Requirement:
Count the lines below in which "pricing" appears, then give that number by itself.

(Collected data entries)
= Beginning of Section =

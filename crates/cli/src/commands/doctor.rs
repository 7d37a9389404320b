use pricelens_core::config::{AppConfig, LoadOptions};
use pricelens_core::domain::query::Query;
use pricelens_core::pricing::catalog::Catalog;
use pricelens_core::pricing::resolver::{FuzzyResolver, PriceResolver};
use serde::Serialize;

use super::{CommandResult, EXIT_CATALOG, EXIT_CONFIG};

const SMOKE_QUERY: &str = "iphone 16 pro";

#[derive(Clone, Copy, Debug, PartialEq, Eq, Serialize)]
#[serde(rename_all = "snake_case")]
enum CheckStatus {
    Pass,
    Fail,
    Skipped,
}

#[derive(Debug, Serialize)]
struct DoctorCheck {
    name: &'static str,
    status: CheckStatus,
    details: String,
}

#[derive(Debug, Serialize)]
struct DoctorReport {
    overall_status: CheckStatus,
    summary: String,
    checks: Vec<DoctorCheck>,
}

pub fn run(json_output: bool) -> CommandResult {
    let (report, exit_code) = build_report();

    let output = if json_output {
        serde_json::to_string_pretty(&report).unwrap_or_else(|error| {
            format!(
                "{{\"overall_status\":\"fail\",\"summary\":\"doctor serialization failed\",\"error\":\"{}\"}}",
                escape_json(&error.to_string())
            )
        })
    } else {
        render_human(&report)
    };

    CommandResult { exit_code, output }
}

fn build_report() -> (DoctorReport, u8) {
    let mut checks = Vec::new();
    let mut exit_code = 0;

    match AppConfig::load(LoadOptions::default()) {
        Ok(config) => {
            checks.push(DoctorCheck {
                name: "config_validation",
                status: CheckStatus::Pass,
                details: "configuration loaded and validated".to_string(),
            });

            match Catalog::load_or_embedded(config.catalog.path.as_deref()) {
                Ok(catalog) => {
                    checks.push(DoctorCheck {
                        name: "catalog_load",
                        status: CheckStatus::Pass,
                        details: format!(
                            "{} entries, fingerprint {}",
                            catalog.len(),
                            catalog.fingerprint()
                        ),
                    });
                    checks.push(check_resolver(catalog, &config));
                }
                Err(error) => {
                    exit_code = EXIT_CATALOG;
                    checks.push(DoctorCheck {
                        name: "catalog_load",
                        status: CheckStatus::Fail,
                        details: error.to_string(),
                    });
                    checks.push(skipped("resolver_smoke", "catalog did not load"));
                }
            }

            checks.push(check_oracle(&config));
        }
        Err(error) => {
            exit_code = EXIT_CONFIG;
            checks.push(DoctorCheck {
                name: "config_validation",
                status: CheckStatus::Fail,
                details: error.to_string(),
            });
            checks.push(skipped("catalog_load", "configuration did not load"));
            checks.push(skipped("resolver_smoke", "configuration did not load"));
            checks.push(skipped("oracle_readiness", "configuration did not load"));
        }
    }

    let any_failed = checks.iter().any(|check| check.status == CheckStatus::Fail);
    let overall_status = if any_failed { CheckStatus::Fail } else { CheckStatus::Pass };
    let summary = if any_failed {
        "doctor: one or more readiness checks failed".to_string()
    } else {
        "doctor: all readiness checks passed".to_string()
    };

    (DoctorReport { overall_status, summary, checks }, exit_code)
}

fn check_resolver(catalog: Catalog, config: &AppConfig) -> DoctorCheck {
    let resolver = FuzzyResolver::with_settings(catalog.into(), config.resolver);
    let query = match Query::new(SMOKE_QUERY, None) {
        Ok(query) => query,
        Err(error) => {
            return DoctorCheck {
                name: "resolver_smoke",
                status: CheckStatus::Fail,
                details: error.to_string(),
            }
        }
    };

    let resolution = resolver.resolve(&query);
    let band = resolution.entry.band();
    DoctorCheck {
        name: "resolver_smoke",
        status: CheckStatus::Pass,
        details: format!(
            "`{SMOKE_QUERY}` -> `{}` (score {}, band {}..={})",
            resolution.matched_key, resolution.score, band.low, band.high
        ),
    }
}

fn check_oracle(config: &AppConfig) -> DoctorCheck {
    if !config.llm.enabled {
        return skipped("oracle_readiness", "generative backend disabled; local synthesis only");
    }

    DoctorCheck {
        name: "oracle_readiness",
        status: CheckStatus::Pass,
        details: format!("model `{}` via {}", config.llm.model, config.llm.base_url),
    }
}

fn skipped(name: &'static str, reason: &str) -> DoctorCheck {
    DoctorCheck { name, status: CheckStatus::Skipped, details: format!("skipped: {reason}") }
}

fn render_human(report: &DoctorReport) -> String {
    let mut lines = Vec::new();
    lines.push(report.summary.clone());

    for check in &report.checks {
        let marker = match check.status {
            CheckStatus::Pass => "ok",
            CheckStatus::Fail => "fail",
            CheckStatus::Skipped => "skip",
        };
        lines.push(format!("- [{marker}] {}: {}", check.name, check.details));
    }

    lines.join("\n")
}

fn escape_json(value: &str) -> String {
    value.replace('\\', "\\\\").replace('"', "\\\"")
}
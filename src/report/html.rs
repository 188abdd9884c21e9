use crate::core::model::{Section, Status};
use crate::core::table::Table;
use anyhow::{Context, Result};
use std::fmt::Write as FmtWrite;
use std::fs::File;
use std::io::{BufWriter, Write};
use std::path::Path;
use std::time::{SystemTime, UNIX_EPOCH};

/// One extracted module as shown on a page.
pub struct PageSection<'a> {
    pub section: Section,
    pub table: &'a Table,
    pub svg: Option<&'a str>,
}

/// Standalone page for a single module: chart plus its table.
pub fn write_section_page(path: &Path, source: &str, entry: &PageSection) -> Result<()> {
    let mut html = String::with_capacity(64 * 1024);
    write_head(
        &mut html,
        &format!("{} - {}", entry.section.title(), source),
    )?;
    writeln!(html, "<body>")?;
    writeln!(
        html,
        "<div class=\"meta\">File: {}</div>",
        escape_html(source)
    )?;
    module(&mut html, entry, false)?;
    write_script(&mut html);
    writeln!(html, "</body></html>")?;
    write_file(path, &html)
}

/// Index page linking every extracted module with its status and chart.
pub fn write_index(
    path: &Path,
    source: &str,
    version: Option<&str>,
    entries: &[PageSection],
) -> Result<()> {
    let ts = SystemTime::now()
        .duration_since(UNIX_EPOCH)
        .map(|d| d.as_secs())
        .unwrap_or(0);
    let mut html = String::with_capacity(256 * 1024);
    write_head(&mut html, &format!("fastqc-extract: {}", source))?;
    writeln!(html, "<body>")?;
    writeln!(html, "<h1>fastqc-extract</h1>")?;
    writeln!(
        html,
        "<div class=\"meta\">File: <b>{}</b><br/>FastQC version: {}<br/>Generated: {}</div>",
        escape_html(source),
        version.map(escape_html).unwrap_or_else(|| "unknown".into()),
        fmt_timestamp(ts)
    )?;

    writeln!(html, "<h2>Summary</h2>")?;
    writeln!(html, "<table class=\"summary\">")?;
    writeln!(html, "<tr><th>Status</th><th>Module</th></tr>")?;
    for e in entries {
        summary_row(&mut html, e.table.status, e.section)?;
    }
    writeln!(html, "</table>")?;

    for e in entries {
        module(&mut html, e, true)?;
    }
    write_script(&mut html);
    writeln!(html, "</body></html>")?;
    write_file(path, &html)
}

fn write_head(html: &mut String, title: &str) -> Result<()> {
    writeln!(html, "<!DOCTYPE html>")?;
    writeln!(html, "<html lang=\"en\">")?;
    writeln!(html, "<head>")?;
    writeln!(html, "<meta charset=\"utf-8\"/>")?;
    writeln!(
        html,
        "<meta name=\"viewport\" content=\"width=device-width, initial-scale=1\"/>"
    )?;
    writeln!(html, "<title>{}</title>", escape_html(title))?;
    writeln!(html, "<style>")?;
    writeln!(
        html,
        "body{{font-family:Arial,Helvetica,sans-serif;margin:20px;color:#222;background:#fff;}}"
    )?;
    writeln!(html, "h1{{margin:0 0 8px 0;font-size:24px;}}")?;
    writeln!(html, "h2{{margin:24px 0 8px 0;font-size:20px;}}")?;
    writeln!(
        html,
        ".meta{{color:#555;font-size:13px;margin-bottom:16px;}}"
    )?;
    writeln!(
        html,
        ".summary{{border-collapse:collapse;margin:12px 0 20px 0;width:100%;max-width:900px;}}"
    )?;
    writeln!(
        html,
        ".summary th,.summary td{{border:1px solid #ddd;padding:6px 10px;text-align:left;}}"
    )?;
    writeln!(html, ".pass{{color:#0a7a0a;font-weight:bold;}}")?;
    writeln!(html, ".warn{{color:#d98200;font-weight:bold;}}")?;
    writeln!(html, ".fail{{color:#c00000;font-weight:bold;}}")?;
    writeln!(
        html,
        ".module{{border-top:1px solid #eee;padding-top:8px;}}"
    )?;
    writeln!(html, ".plot{{margin:8px 0 6px 0;}}")?;
    writeln!(
        html,
        ".kv{{color:#444;font-size:13px;margin:4px 0 10px 0;}}"
    )?;
    writeln!(
        html,
        ".table{{border-collapse:collapse;width:100%;max-width:1000px;font-size:12px;}}"
    )?;
    writeln!(
        html,
        ".table th,.table td{{border:1px solid #ddd;padding:4px 6px;text-align:right;}}"
    )?;
    writeln!(
        html,
        ".table th:first-child,.table td:first-child{{text-align:left;}}"
    )?;
    writeln!(html, "details{{margin:6px 0 18px 0;}}")?;
    writeln!(html, "svg{{background:#fafafa;border:1px solid #e5e5e5;}}")?;
    writeln!(html, "</style>")?;
    writeln!(html, "</head>")?;
    Ok(())
}

fn write_script(html: &mut String) {
    html.push_str("<script>");
    html.push_str(r#"document.querySelectorAll('table.sortable').forEach(t=>{const h=t.querySelectorAll('th');h.forEach((th,i)=>{th.style.cursor='pointer';th.addEventListener('click',()=>{const rows=[...t.querySelectorAll('tr')].slice(1);const asc=th.getAttribute('data-asc')!=='true';rows.sort((a,b)=>{const av=a.children[i].innerText;const bv=b.children[i].innerText;const an=parseFloat(av);const bn=parseFloat(bv);if(!isNaN(an)&&!isNaN(bn)){return asc?an-bn:bn-an;}return asc?av.localeCompare(bv):bv.localeCompare(av);});th.setAttribute('data-asc',asc);rows.forEach(r=>t.appendChild(r));});});});"#);
    html.push_str("</script>\n");
}

fn write_file(path: &Path, html: &str) -> Result<()> {
    let mut w = BufWriter::new(
        File::create(path).with_context(|| format!("create {} failed", path.display()))?,
    );
    w.write_all(html.as_bytes())?;
    w.flush()?;
    Ok(())
}

fn summary_row(out: &mut String, status: Status, section: Section) -> Result<()> {
    writeln!(
        out,
        "<tr><td class=\"{}\">{}</td><td><a href=\"#{}\">{}</a></td></tr>",
        status.as_str_lower(),
        status.as_str_upper(),
        section.key(),
        section.title()
    )?;
    Ok(())
}

fn module(out: &mut String, entry: &PageSection, collapse_table: bool) -> Result<()> {
    let status = entry.table.status;
    writeln!(
        out,
        "<div class=\"module\" id=\"{}\"><h2><span class=\"{}\">[{}]</span> {}</h2>",
        entry.section.key(),
        status.as_str_lower(),
        status.as_str_upper(),
        entry.section.title()
    )?;
    if !entry.table.meta.is_empty() {
        writeln!(out, "<div class=\"kv\">")?;
        for (k, v) in &entry.table.meta {
            writeln!(out, "{}: <b>{}</b><br/>", escape_html(k), escape_html(v))?;
        }
        writeln!(out, "</div>")?;
    }
    if let Some(svg) = entry.svg {
        writeln!(out, "<div class=\"plot\">{}</div>", svg)?;
    }
    if entry.table.header.is_empty() && entry.table.is_empty() {
        writeln!(out, "<div class=\"kv\">No entries.</div>")?;
    } else if collapse_table {
        writeln!(out, "<details><summary>Table</summary>")?;
        table_html(out, entry.table)?;
        writeln!(out, "</details>")?;
    } else {
        table_html(out, entry.table)?;
    }
    writeln!(out, "</div>")?;
    Ok(())
}

fn table_html(out: &mut String, table: &Table) -> Result<()> {
    writeln!(out, "<table class=\"table sortable\">")?;
    write!(out, "<tr>")?;
    for h in &table.header {
        write!(out, "<th>{}</th>", escape_html(h))?;
    }
    writeln!(out, "</tr>")?;
    for row in &table.rows {
        write!(out, "<tr>")?;
        for c in row {
            write!(out, "<td>{}</td>", escape_html(c))?;
        }
        writeln!(out, "</tr>")?;
    }
    writeln!(out, "</table>")?;
    Ok(())
}

fn escape_html(s: &str) -> String {
    s.replace('&', "&amp;")
        .replace('<', "&lt;")
        .replace('>', "&gt;")
        .replace('"', "&quot;")
}

fn fmt_timestamp(ts: u64) -> String {
    let days = (ts / 86_400) as i64;
    let secs = (ts % 86_400) as u32;
    let hour = secs / 3_600;
    let min = (secs % 3_600) / 60;
    let sec = secs % 60;

    let z = days + 719_468;
    let era = if z >= 0 { z } else { z - 146_096 } / 146_097;
    let doe = z - era * 146_097;
    let yoe = (doe - doe / 1460 + doe / 36_524 - doe / 146_096) / 365;
    let y = yoe + era * 400;
    let doy = doe - (365 * yoe + yoe / 4 - yoe / 100);
    let mp = (5 * doy + 2) / 153;
    let d = doy - (153 * mp + 2) / 5 + 1;
    let m = mp + if mp < 10 { 3 } else { -9 };
    let year = y + if m <= 2 { 1 } else { 0 };

    format!(
        "{:04}-{:02}-{:02} {:02}:{:02}:{:02} UTC",
        year, m, d, hour, min, sec
    )
}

= End of Section =

Output for this exercise:
2